Mandy Allwood, 32, from Solihull in the West Midlands, who is 14 weeks pregnant, is the latest woman to find herself taking centre stage in the highly charged "selective termination" debate, following the recent case of a single mother who aborted one healthy twin because she could not cope with two more babies.

Yesterday Miss Allwood was lauded by the anti-abortion lobby for wishing to take all eight babies to full term.

"Wonderful! What a pro-lifer!" exclaimed Jack Scarisbrick, national chairman of the anti-abortion group Life, on hearing of Miss Allwood's reported desire to give birth to all eight babies. "There are all these surgeons sharpening their scalpels when all that needs to be done is let nature take its course. She will undoubtedly lose some of these embryos without resorting to the knife."

If Miss Allwood succeeds in giving birth to all eight babies, it will be a sensational achievement for mother and doctors alike. There is no known case of octuplets surviving more than a few days after birth. The rarity of octuplets, combined with the recent debate on selective termination, has given Miss Allwood celebrity - to which she has taken with gusto. Her story has been bought by the News of the World and she has even signed up with the PR guru Max Clifford.
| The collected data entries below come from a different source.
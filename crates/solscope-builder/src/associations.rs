//! Discovery of associations in declarations, statements and expressions.
//!
//! Every function here walks one node kind and records the type names it
//! references on the class being built. Targets are recorded by name only;
//! resolving them to classes is left to consumers of the finished model.
//!
//! Node kinds that cannot reference a type are skipped, so the walk only has
//! to cover the reference-producing constructs.

use solscope_core::model::{Association, Class, ReferenceKind};

use crate::ast::{Block, Expression, Statement, TypeName, VariableDeclaration};

/// Records the associations of variable declarations.
///
/// State variables produce storage references, all others memory references.
pub(crate) fn add_variables<'a>(
    class: &mut Class,
    variables: impl IntoIterator<Item = &'a VariableDeclaration>,
) {
    for variable in variables {
        if let Some(type_name) = &variable.type_name {
            add_type(class, type_name, ReferenceKind::from_state(variable.is_state_var));
        }
    }
}

/// Records the associations of a type name.
///
/// A dotted `Outer.Inner` name records both parts. Mapping keys are never
/// references, so the key type is always recorded as memory while the value
/// type keeps `kind`. Array elements keep `kind`.
pub(crate) fn add_type(class: &mut Class, type_name: &TypeName, kind: ReferenceKind) {
    match type_name {
        TypeName::UserDefinedTypeName { name_path } => add_type_path(class, name_path, kind),
        TypeName::Mapping {
            key_type,
            value_type,
        } => {
            add_type(class, key_type, ReferenceKind::Memory);
            add_type(class, value_type, kind);
        }
        TypeName::ArrayTypeName { base_type_name, .. } => add_type(class, base_type_name, kind),
        TypeName::ElementaryTypeName { .. } | TypeName::FunctionTypeName | TypeName::Unknown => {}
    }
}

/// Records a possibly dotted type path as one or two associations.
pub(crate) fn add_type_path(class: &mut Class, name_path: &str, kind: ReferenceKind) {
    let (outer, inner) = split_type_path(name_path);
    class.add_association(Association::usage(outer, kind));
    if let Some(inner) = inner {
        class.add_association(Association::usage(inner, kind));
    }
}

/// Splits `Outer.Inner` into its parts.
pub(crate) fn split_type_path(name_path: &str) -> (&str, Option<&str>) {
    match name_path.split_once('.') {
        Some((outer, inner)) => (outer, Some(inner)),
        None => (name_path, None),
    }
}

pub(crate) fn add_block(class: &mut Class, block: &Block) {
    for statement in &block.statements {
        add_statement(class, statement);
    }
}

pub(crate) fn add_statement(class: &mut Class, statement: &Statement) {
    match statement {
        Statement::Block(block) | Statement::UncheckedStatement { block } => {
            add_block(class, block)
        }
        Statement::VariableDeclarationStatement {
            variables,
            initial_value,
        } => {
            // Skipped tuple slots are null.
            add_variables(class, variables.iter().flatten());
            add_optional_expression(class, initial_value.as_ref());
        }
        Statement::ExpressionStatement { expression }
        | Statement::ReturnStatement { expression } => {
            add_optional_expression(class, expression.as_ref());
        }
        Statement::EmitStatement { event_call } => add_expression(class, event_call),
        Statement::IfStatement {
            condition,
            true_body,
            false_body,
        } => {
            add_expression(class, condition);
            add_statement(class, true_body);
            if let Some(false_body) = false_body {
                add_statement(class, false_body);
            }
        }
        Statement::ForStatement {
            init_expression,
            condition_expression,
            loop_expression,
            body,
        } => {
            if let Some(init) = init_expression {
                add_statement(class, init);
            }
            add_optional_expression(class, condition_expression.as_ref());
            if let Some(step) = loop_expression {
                add_statement(class, step);
            }
            add_statement(class, body);
        }
        Statement::WhileStatement { condition, body }
        | Statement::DoWhileStatement { condition, body } => {
            add_expression(class, condition);
            add_statement(class, body);
        }
        Statement::Other => {}
    }
}

fn add_optional_expression(class: &mut Class, expression: Option<&Expression>) {
    if let Some(expression) = expression {
        add_expression(class, expression);
    }
}

pub(crate) fn add_expression(class: &mut Class, expression: &Expression) {
    match expression {
        Expression::BinaryOperation { left, right } => {
            add_expression(class, left);
            add_expression(class, right);
        }
        Expression::UnaryOperation { sub_expression } => add_expression(class, sub_expression),
        Expression::FunctionCall {
            expression,
            arguments,
        } => {
            add_expression(class, expression);
            for argument in arguments {
                add_expression(class, argument);
            }
        }
        Expression::IndexAccess { base, index } => {
            add_expression(class, base);
            if let Some(index) = index {
                add_expression(class, index);
            }
        }
        Expression::TupleExpression { components } => {
            for component in components.iter().flatten() {
                add_expression(class, component);
            }
        }
        // The member name is not a type reference.
        Expression::MemberAccess { expression } => add_expression(class, expression),
        Expression::Conditional {
            condition,
            true_expression,
            false_expression,
        } => {
            add_expression(class, condition);
            add_expression(class, true_expression);
            add_expression(class, false_expression);
        }
        Expression::Identifier { name } => {
            class.add_association(Association::usage(name.as_str(), ReferenceKind::Memory));
        }
        Expression::NewExpression { type_name } => {
            add_type(class, type_name, ReferenceKind::Memory)
        }
        Expression::NumberLiteral { .. } | Expression::Other => {}
    }
}

#[cfg(test)]
mod tests {
    use serde_json::json;
    use solscope_core::{identifier::ClassId, model::ClassStereotype};

    use super::*;

    fn class() -> Class {
        Class::new(ClassId::new(1), "Vault", ClassStereotype::Contract, "/v.sol", "v.sol")
    }

    fn targets(class: &Class) -> Vec<String> {
        class.associations().map(|a| a.key().as_str().to_string()).collect()
    }

    fn statement(value: serde_json::Value) -> Statement {
        serde_json::from_value(value).unwrap()
    }

    #[test]
    fn test_dotted_path_records_both_parts() {
        let mut class = class();
        add_type_path(&mut class, "Set.Data", ReferenceKind::Storage);

        assert_eq!(targets(&class), vec!["Set:storage", "Data:storage"]);
    }

    #[test]
    fn test_mapping_key_is_memory_and_value_keeps_kind() {
        let mut class = class();
        let variable: VariableDeclaration = serde_json::from_value(json!({
            "type": "VariableDeclaration",
            "name": "balances",
            "isStateVar": true,
            "typeName": {
                "type": "Mapping",
                "keyType": { "type": "UserDefinedTypeName", "namePath": "IERC20" },
                "valueType": {
                    "type": "ArrayTypeName",
                    "baseTypeName": { "type": "UserDefinedTypeName", "namePath": "Deposit" },
                    "length": null
                }
            }
        }))
        .unwrap();

        add_variables(&mut class, [&variable]);

        assert_eq!(targets(&class), vec!["IERC20:memory", "Deposit:storage"]);
    }

    #[test]
    fn test_statement_descent() {
        let mut class = class();
        let body = statement(json!({
            "type": "Block",
            "statements": [
                {
                    "type": "VariableDeclarationStatement",
                    "variables": [
                        null,
                        {
                            "type": "VariableDeclaration",
                            "name": "t",
                            "typeName": { "type": "UserDefinedTypeName", "namePath": "Token" }
                        }
                    ],
                    "initialValue": {
                        "type": "FunctionCall",
                        "expression": {
                            "type": "MemberAccess",
                            "expression": { "type": "Identifier", "name": "Factory" },
                            "memberName": "create"
                        },
                        "arguments": [{ "type": "NumberLiteral", "number": "1" }]
                    }
                },
                {
                    "type": "IfStatement",
                    "condition": { "type": "Identifier", "name": "Guard" },
                    "trueBody": {
                        "type": "ExpressionStatement",
                        "expression": {
                            "type": "NewExpression",
                            "typeName": { "type": "UserDefinedTypeName", "namePath": "Proxy" }
                        }
                    },
                    "falseBody": null
                },
                { "type": "InlineAssemblyStatement", "body": {} }
            ]
        }));

        add_statement(&mut class, &body);

        assert_eq!(
            targets(&class),
            vec!["Token:memory", "Factory:memory", "Guard:memory", "Proxy:memory"]
        );
    }

    #[test]
    fn test_loops_and_tuples() {
        let mut class = class();
        let body = statement(json!({
            "type": "ForStatement",
            "initExpression": null,
            "conditionExpression": {
                "type": "BinaryOperation",
                "left": { "type": "Identifier", "name": "i" },
                "right": { "type": "Identifier", "name": "Limits" }
            },
            "loopExpression": {
                "type": "ExpressionStatement",
                "expression": {
                    "type": "UnaryOperation",
                    "subExpression": { "type": "Identifier", "name": "i" }
                }
            },
            "body": {
                "type": "WhileStatement",
                "condition": {
                    "type": "Conditional",
                    "condition": { "type": "Identifier", "name": "Flag" },
                    "trueExpression": { "type": "Identifier", "name": "Left" },
                    "falseExpression": { "type": "Identifier", "name": "Right" }
                },
                "body": {
                    "type": "ReturnStatement",
                    "expression": {
                        "type": "TupleExpression",
                        "components": [null, { "type": "Identifier", "name": "Pair" }]
                    }
                }
            }
        }));

        add_statement(&mut class, &body);

        assert_eq!(
            targets(&class),
            vec![
                "i:memory",
                "Limits:memory",
                "Flag:memory",
                "Left:memory",
                "Right:memory",
                "Pair:memory"
            ]
        );
    }

    #[test]
    fn test_repeated_references_are_idempotent() {
        let mut class = class();
        let expression: Expression = serde_json::from_value(json!({
            "type": "IndexAccess",
            "base": { "type": "Identifier", "name": "Registry" },
            "index": { "type": "Identifier", "name": "Registry" }
        }))
        .unwrap();

        add_expression(&mut class, &expression);

        assert_eq!(class.associations_count(), 1);
    }
}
Although Miss Allwood already has a five-year-old son, Charles, from a previous marriage, she went to a private clinic in the West Midlands for fertility treatment. After being given drugs to boost her fertility, she released too many eggs and was advised to abstain from sexual intercourse. It is believed she ignored the warnings.

She conceived the octuplets naturally after resuming normal sexual relations with her boyfriend, Paul Hudson.

Susan Price, chief executive of the infertility counselling charity Issue, said: "The irony is that if this woman had heeded the doctors' advice, they would have altered the doses of the drugs she was receiving and she would still have had very good chances of conceiving either a single child or twins."

The anti-abortion, pro-life lobby believes that publicity about this case can do nothing but good for its cause. "We've never had it so good," said Mr Scarisbrick, hastily adding: "We haven't generated all this." He denied reports that Life was planning to mount High Court action concerning selective abortion.

However, medical experts warn that some of Miss Allwood's foetuses may have to be aborted to improve the chances of the others surviving. Dr Robert Sawers, consultant gynaecologist at the Priory and Birmingham Maternity Hospitals, said yesterday that the only advice he could give to such a patient would be to reduce the number of foetuses. "With this situation it's most probable that none of the babies will survive unless she undertakes foetal reduction," he said.

Dr Peter Bromwich, medical director of Midland Fertility Services, said that he would be "very scared" if he was in Miss Allwood's position: "Women who are pregnant with a high number of babies rarely have all the babies alive and normal. The chances are that this woman may miscarry or is likely to go into very early labour."

He warned there was a high risk of the babies being handicapped if the mother carried too many, or if they were born too soon. "If I was the woman, I would be very scared as she will be under severe stress both physically and mentally," he said.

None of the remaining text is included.